Targeted Risk Analysis (TRA)
v4.0 introduces the concept of Targeted Risk Analysis — merchants can demonstrate alternative approaches to some requirements if they perform a documented risk analysis showing equivalent protection. This provides flexibility for larger, more complex environments.
Step 4 — Network Security Architecture
For merchants with systems in scope beyond SAQ A, network security is a core compliance domain.
Requirement 1 — Install and maintain network security controls:
- Implement a firewall between untrusted networks (internet) and the CDE
- Implement a firewall between CDE and other internal networks (segmentation)
- Document all firewall rules with business justification
- Review firewall rules at least every 6 months
- Deny all traffic not explicitly required (default-deny posture)

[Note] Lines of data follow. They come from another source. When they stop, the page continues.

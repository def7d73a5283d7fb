//! Generic deduplicating FIFO queue
//!
//! The queue tracks a dedup set of keys alongside a FIFO buffer of
//! `(key, metadata)` pairs. A key that is already tracked cannot be enqueued
//! again until a consumer releases it with [`DedupQueue::complete`]. Dedup
//! happens at enqueue time, so a link that is rediscovered on every page of a
//! site costs one queue slot for the whole crawl instead of one per sighting.
//!
//! All state lives behind a single mutex per instance; no operation holds the
//! lock across a suspension point. Metadata travels inside the buffer with its
//! key, so a dequeued item always carries the metadata it was enqueued with,
//! even if `complete` raced ahead of the dequeue.

use std::collections::{HashSet, VecDeque};
use std::hash::Hash;
use std::sync::Mutex;
use thiserror::Error;
use tokio_util::sync::CancellationToken;

/// Errors surfaced by enqueue operations
///
/// A duplicate key is not an error; it is reported as `Ok(false)` because it
/// is an expected control-flow outcome for callers feeding rediscovered work.
#[derive(Debug, Error, PartialEq, Eq)]
pub enum QueueError {
    /// The write side of the queue has been closed
    #[error("queue is closed for writing")]
    Closed,

    /// The enqueue was abandoned because cancellation was signaled
    #[error("enqueue cancelled")]
    Cancelled,
}

/// Observer invoked synchronously on each successful enqueue
///
/// Runs inside the enqueue critical path, before the item becomes consumable.
/// Keep it side-effect-light (logging, counters).
type EnqueueObserver<K, M> = Box<dyn Fn(&K, &M) + Send + Sync>;

struct Inner<K, M> {
    /// FIFO delivery buffer; insertion order is delivery order
    buffer: VecDeque<(K, M)>,

    /// Keys currently tracked: queued, in processing, or being enqueued
    tracked: HashSet<K>,

    /// Set once by `close`; queued items remain consumable afterwards
    closed: bool,
}

/// Thread-safe work queue with at-most-one-in-flight-per-key semantics
///
/// Safe for concurrent multi-producer/multi-consumer access. `K` is an opaque
/// fingerprint identifying a unit of work (for the crawler, a resolved URL);
/// `M` is an arbitrary payload carried alongside it.
pub struct DedupQueue<K, M> {
    inner: Mutex<Inner<K, M>>,
    on_enqueue: Option<EnqueueObserver<K, M>>,
}

impl<K, M> DedupQueue<K, M>
where
    K: Eq + Hash + Clone,
{
    /// Creates an empty queue with no enqueue observer
    pub fn new() -> Self {
        Self {
            inner: Mutex::new(Inner {
                buffer: VecDeque::new(),
                tracked: HashSet::new(),
                closed: false,
            }),
            on_enqueue: None,
        }
    }

    /// Creates an empty queue that invokes `observer` once per successful
    /// enqueue, before the item becomes visible to consumers
    pub fn with_observer(observer: impl Fn(&K, &M) + Send + Sync + 'static) -> Self {
        let mut queue = Self::new();
        queue.on_enqueue = Some(Box::new(observer));
        queue
    }

    /// Atomically checks membership and inserts
    ///
    /// Returns `Ok(false)` without side effects if `key` is already tracked.
    /// Returns `Err(QueueError::Closed)` if the write side is closed; in that
    /// case the dedup marker taken during the attempt is rolled back, so a
    /// later enqueue of the same key into a healthy queue can succeed.
    /// Otherwise inserts the item and returns `Ok(true)`.
    pub fn try_enqueue(&self, key: K, meta: M) -> Result<bool, QueueError> {
        let mut inner = self.inner.lock().unwrap();

        if !inner.tracked.insert(key.clone()) {
            return Ok(false);
        }

        if inner.closed {
            // Roll back the marker so the key is not permanently unsubmittable.
            inner.tracked.remove(&key);
            return Err(QueueError::Closed);
        }

        if let Some(observer) = &self.on_enqueue {
            observer(&key, &meta);
        }
        inner.buffer.push_back((key, meta));
        Ok(true)
    }

    /// Suspending enqueue variant
    ///
    /// Same semantics as [`try_enqueue`](Self::try_enqueue), but observes
    /// `cancel` between taking the dedup marker and committing the write. On
    /// cancellation or a closed writer the marker is rolled back and the
    /// failure propagates to the caller.
    pub async fn enqueue(
        &self,
        key: K,
        meta: M,
        cancel: &CancellationToken,
    ) -> Result<bool, QueueError> {
        let mut inner = self.inner.lock().unwrap();

        if !inner.tracked.insert(key.clone()) {
            return Ok(false);
        }

        if cancel.is_cancelled() {
            inner.tracked.remove(&key);
            return Err(QueueError::Cancelled);
        }

        if inner.closed {
            inner.tracked.remove(&key);
            return Err(QueueError::Closed);
        }

        if let Some(observer) = &self.on_enqueue {
            observer(&key, &meta);
        }
        inner.buffer.push_back((key, meta));
        Ok(true)
    }

    /// Removes and returns the head item, if any
    ///
    /// Does not release the dedup marker; the consumer calls
    /// [`complete`](Self::complete) once processing concludes if the key
    /// should become submittable again.
    pub fn try_dequeue(&self) -> Option<(K, M)> {
        let mut inner = self.inner.lock().unwrap();
        inner.buffer.pop_front()
    }

    /// Releases a key's dedup marker
    ///
    /// Returns whether the key was actually tracked. Safe to call multiple
    /// times; subsequent calls return `false`.
    pub fn complete(&self, key: &K) -> bool {
        let mut inner = self.inner.lock().unwrap();
        inner.tracked.remove(key)
    }

    /// Closes the write side
    ///
    /// Further enqueues fail with [`QueueError::Closed`]. Items already queued
    /// remain consumable; consumers observe end-of-stream through
    /// [`is_drained`](Self::is_drained) once the buffer empties.
    pub fn close(&self) {
        let mut inner = self.inner.lock().unwrap();
        inner.closed = true;
    }

    /// Returns whether the write side has been closed
    pub fn is_closed(&self) -> bool {
        self.inner.lock().unwrap().closed
    }

    /// Returns whether the queue is closed for writing and fully consumed
    pub fn is_drained(&self) -> bool {
        let inner = self.inner.lock().unwrap();
        inner.closed && inner.buffer.is_empty()
    }

    /// Returns whether `key` is currently tracked
    ///
    /// Eventually consistent under concurrent mutation.
    pub fn contains(&self, key: &K) -> bool {
        self.inner.lock().unwrap().tracked.contains(key)
    }

    /// Number of tracked keys (queued plus in flight)
    pub fn len(&self) -> usize {
        self.inner.lock().unwrap().tracked.len()
    }

    /// Returns whether no keys are tracked
    pub fn is_empty(&self) -> bool {
        self.inner.lock().unwrap().tracked.is_empty()
    }

    /// Number of items awaiting consumption
    pub fn queued_len(&self) -> usize {
        self.inner.lock().unwrap().buffer.len()
    }

    /// Discards all queued items and forgets all tracked keys
    ///
    /// Teardown only. Keys cleared this way are forgotten, not completed; the
    /// queue makes no attempt to notify consumers.
    pub fn clear(&self) {
        let mut inner = self.inner.lock().unwrap();
        inner.buffer.clear();
        inner.tracked.clear();
    }
}

impl<K, M> Default for DedupQueue<K, M>
where
    K: Eq + Hash + Clone,
{
    fn default() -> Self {
        Self::new()
    }
}

#[cfg(test)]
mod tests {
    use super::*;
    use std::sync::atomic::{AtomicUsize, Ordering};
    use std::sync::Arc;

    #[test]
    fn test_enqueue_and_dequeue() {
        let queue: DedupQueue<String, u32> = DedupQueue::new();

        assert!(queue.try_enqueue("a".to_string(), 1).unwrap());
        assert_eq!(queue.len(), 1);
        assert_eq!(queue.queued_len(), 1);

        let (key, meta) = queue.try_dequeue().unwrap();
        assert_eq!(key, "a");
        assert_eq!(meta, 1);

        // Dequeue does not release the marker
        assert!(queue.contains(&"a".to_string()));
        assert_eq!(queue.queued_len(), 0);
    }

    #[test]
    fn test_duplicate_key_rejected() {
        let queue: DedupQueue<String, u32> = DedupQueue::new();

        assert!(queue.try_enqueue("a".to_string(), 1).unwrap());
        assert!(!queue.try_enqueue("a".to_string(), 2).unwrap());

        // Still rejected after dequeue, until complete is called
        queue.try_dequeue().unwrap();
        assert!(!queue.try_enqueue("a".to_string(), 3).unwrap());
    }

    #[test]
    fn test_fifo_delivery_order() {
        let queue: DedupQueue<String, u32> = DedupQueue::new();

        for (i, key) in ["k1", "k2", "k3"].iter().enumerate() {
            queue.try_enqueue(key.to_string(), i as u32).unwrap();
        }

        assert_eq!(queue.try_dequeue().unwrap().0, "k1");
        assert_eq!(queue.try_dequeue().unwrap().0, "k2");
        assert_eq!(queue.try_dequeue().unwrap().0, "k3");
        assert!(queue.try_dequeue().is_none());
    }

    #[test]
    fn test_release_and_resubmit_delivers_fresh_metadata() {
        let queue: DedupQueue<String, u32> = DedupQueue::new();

        queue.try_enqueue("a".to_string(), 1).unwrap();
        queue.try_dequeue().unwrap();

        assert!(queue.complete(&"a".to_string()));
        // Idempotent-safe
        assert!(!queue.complete(&"a".to_string()));

        assert!(queue.try_enqueue("a".to_string(), 2).unwrap());
        let (_, meta) = queue.try_dequeue().unwrap();
        assert_eq!(meta, 2);
    }

    #[test]
    fn test_rollback_on_closed_writer() {
        let queue: DedupQueue<String, u32> = DedupQueue::new();
        queue.close();

        assert_eq!(
            queue.try_enqueue("a".to_string(), 1),
            Err(QueueError::Closed)
        );

        // The dedup marker must not leak from the failed write
        assert!(!queue.contains(&"a".to_string()));
        assert_eq!(queue.len(), 0);
    }

    #[test]
    fn test_close_keeps_queued_items_consumable() {
        let queue: DedupQueue<String, u32> = DedupQueue::new();
        queue.try_enqueue("a".to_string(), 1).unwrap();
        queue.try_enqueue("b".to_string(), 2).unwrap();

        queue.close();
        assert!(!queue.is_drained());

        assert_eq!(queue.try_dequeue().unwrap().0, "a");
        assert_eq!(queue.try_dequeue().unwrap().0, "b");
        assert!(queue.is_drained());
    }

    #[test]
    fn test_clear_forgets_keys() {
        let queue: DedupQueue<String, u32> = DedupQueue::new();
        queue.try_enqueue("a".to_string(), 1).unwrap();
        queue.try_enqueue("b".to_string(), 2).unwrap();

        queue.clear();

        assert_eq!(queue.len(), 0);
        assert_eq!(queue.queued_len(), 0);
        assert!(queue.try_dequeue().is_none());
        // Forgotten keys can be enqueued again
        assert!(queue.try_enqueue("a".to_string(), 3).unwrap());
    }

    #[test]
    fn test_observer_fires_once_per_successful_enqueue() {
        let count = Arc::new(AtomicUsize::new(0));
        let observed = count.clone();
        let queue: DedupQueue<String, u32> =
            DedupQueue::with_observer(move |_key, _meta| {
                observed.fetch_add(1, Ordering::SeqCst);
            });

        queue.try_enqueue("a".to_string(), 1).unwrap();
        queue.try_enqueue("a".to_string(), 2).unwrap(); // duplicate, no callback
        queue.try_enqueue("b".to_string(), 3).unwrap();

        assert_eq!(count.load(Ordering::SeqCst), 2);
    }

    #[test]
    fn test_concurrent_enqueue_same_key_single_winner() {
        let queue: Arc<DedupQueue<String, usize>> = Arc::new(DedupQueue::new());
        let successes = Arc::new(AtomicUsize::new(0));

        let handles: Vec<_> = (0..16)
            .map(|i| {
                let queue = queue.clone();
                let successes = successes.clone();
                std::thread::spawn(move || {
                    if queue.try_enqueue("contested".to_string(), i).unwrap() {
                        successes.fetch_add(1, Ordering::SeqCst);
                    }
                })
            })
            .collect();

        for handle in handles {
            handle.join().unwrap();
        }

        assert_eq!(successes.load(Ordering::SeqCst), 1);
        assert_eq!(queue.queued_len(), 1);
    }

    #[tokio::test]
    async fn test_async_enqueue_rolls_back_on_cancellation() {
        let queue: DedupQueue<String, u32> = DedupQueue::new();
        let cancel = CancellationToken::new();
        cancel.cancel();

        assert_eq!(
            queue.enqueue("a".to_string(), 1, &cancel).await,
            Err(QueueError::Cancelled)
        );
        assert!(!queue.contains(&"a".to_string()));

        // The same key succeeds once cancellation is not in effect
        let healthy = CancellationToken::new();
        assert!(queue.enqueue("a".to_string(), 1, &healthy).await.unwrap());
    }

    #[tokio::test]
    async fn test_async_enqueue_dedups() {
        let queue: DedupQueue<String, u32> = DedupQueue::new();
        let cancel = CancellationToken::new();

        assert!(queue.enqueue("a".to_string(), 1, &cancel).await.unwrap());
        assert!(!queue.enqueue("a".to_string(), 2, &cancel).await.unwrap());
        assert_eq!(queue.queued_len(), 1);
    }
}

- For eCommerce: implement WAF (Web Application Firewall) in front of web servers
Network segmentation testing:
A common misconception is that network segmentation reduces scope automatically. PCI SSC requires you to test that segmentation is effective — penetration tests must include attempts to cross the segmentation boundary. If a penetration tester can reach CDE systems from out-of-scope networks, segmentation is not effective and the broader environment comes into scope.

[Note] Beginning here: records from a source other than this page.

//! Crawl worker loop
//!
//! Each worker polls the URL queue, runs one scrape unit per dequeued URL,
//! and re-feeds both queues with the links it finds. Workers stop
//! cooperatively: cancellation is observed at loop-iteration boundaries, so
//! a fetch already in progress runs to completion (soft stop).

use crate::crawler::classify::{Classifier, LinkAction};
use crate::crawler::fetcher::{PageFetcher, PageLink};
use crate::queue::DedupQueue;
use std::sync::Arc;
use std::time::Duration;
use tokio_util::sync::CancellationToken;

/// Everything a single worker needs to run
pub struct WorkerContext {
    /// Worker index, for logging only
    pub id: usize,

    /// The worker's own fetch context, created once and reused
    pub fetcher: Arc<dyn PageFetcher>,

    /// URLs awaiting a fetch; metadata is empty
    pub url_queue: Arc<DedupQueue<String, ()>>,

    /// Scraped records awaiting persistence, keyed by href
    pub result_queue: Arc<DedupQueue<String, PageLink>>,

    /// Link routing rules
    pub classifier: Arc<Classifier>,

    /// Backoff when the URL queue is momentarily empty
    pub poll_interval: Duration,

    /// Shared stop signal
    pub cancel: CancellationToken,
}

/// Runs one worker until cancellation
///
/// The loop never exits on an empty queue: during a crawl an empty URL queue
/// usually just means the other workers are mid-fetch and about to enqueue
/// more. Only the stop signal ends the loop.
pub async fn run_worker(ctx: WorkerContext) {
    tracing::info!("worker {} started", ctx.id);

    loop {
        if ctx.cancel.is_cancelled() {
            break;
        }

        match ctx.url_queue.try_dequeue() {
            Some((url, ())) => {
                tracing::info!("worker {} fetching: {}", ctx.id, url);
                scrape_unit(&ctx, &url).await;
                // The URL's dedup marker is deliberately left in place: a
                // crawled URL must not be re-enqueued when other pages link
                // back to it. Teardown clears the set.
            }
            None => {
                // Backoff that also wakes on cancellation, to avoid both a
                // busy-spin and a slow shutdown.
                tokio::select! {
                    _ = ctx.cancel.cancelled() => break,
                    _ = tokio::time::sleep(ctx.poll_interval) => {}
                }
            }
        }
    }

    tracing::info!("worker {} stopped", ctx.id);
}

/// Fetches one URL and routes every discovered link
///
/// A fetch failure is contained here: it is logged and treated as a page
/// with zero links. The URL is not re-enqueued.
async fn scrape_unit(ctx: &WorkerContext, url: &str) {
    let links = match ctx.fetcher.fetch(url).await {
        Ok(links) => links,
        Err(e) => {
            tracing::warn!("worker {} fetch failed for {}: {}", ctx.id, url, e);
            return;
        }
    };

    for link in links {
        match ctx.classifier.classify(&link.href) {
            LinkAction::Record => {
                // Records from a fetch that soft stop let finish must still
                // reach the drain, so this enqueue ignores cancellation; only
                // new crawl work (the Follow arm) honors the stop signal.
                let key = link.href.clone();
                match ctx.result_queue.try_enqueue(key, link) {
                    Ok(_) => {}
                    Err(e) => {
                        tracing::debug!("worker {} result enqueue rejected: {}", ctx.id, e)
                    }
                }
            }
            LinkAction::Follow(resolved) => {
                match ctx
                    .url_queue
                    .enqueue(resolved.to_string(), (), &ctx.cancel)
                    .await
                {
                    Ok(_) => {}
                    Err(e) => tracing::debug!("worker {} url enqueue rejected: {}", ctx.id, e),
                }
            }
            LinkAction::Discard => {}
        }
    }
}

DMZ architecture for eCommerce:
Internet → WAF/Load Balancer → DMZ (Web Servers) → Internal Firewall → CDE (Payment Servers, DB) → Internal Network
Web servers in the DMZ serve your storefront. Only specific, documented traffic (HTTPS to payment API, SQL on specific port to specific DB) crosses from DMZ to CDE. All other traffic is blocked.
Step 5 — Application Security Requirements
Requirement 6 — Develop and maintain secure systems and software:
- Maintain an inventory of all custom and third-party software in scope
- Address vulnerabilities as part of a formal vulnerability management process
- Protect web-facing applications against known attacks (OWASP Top 10)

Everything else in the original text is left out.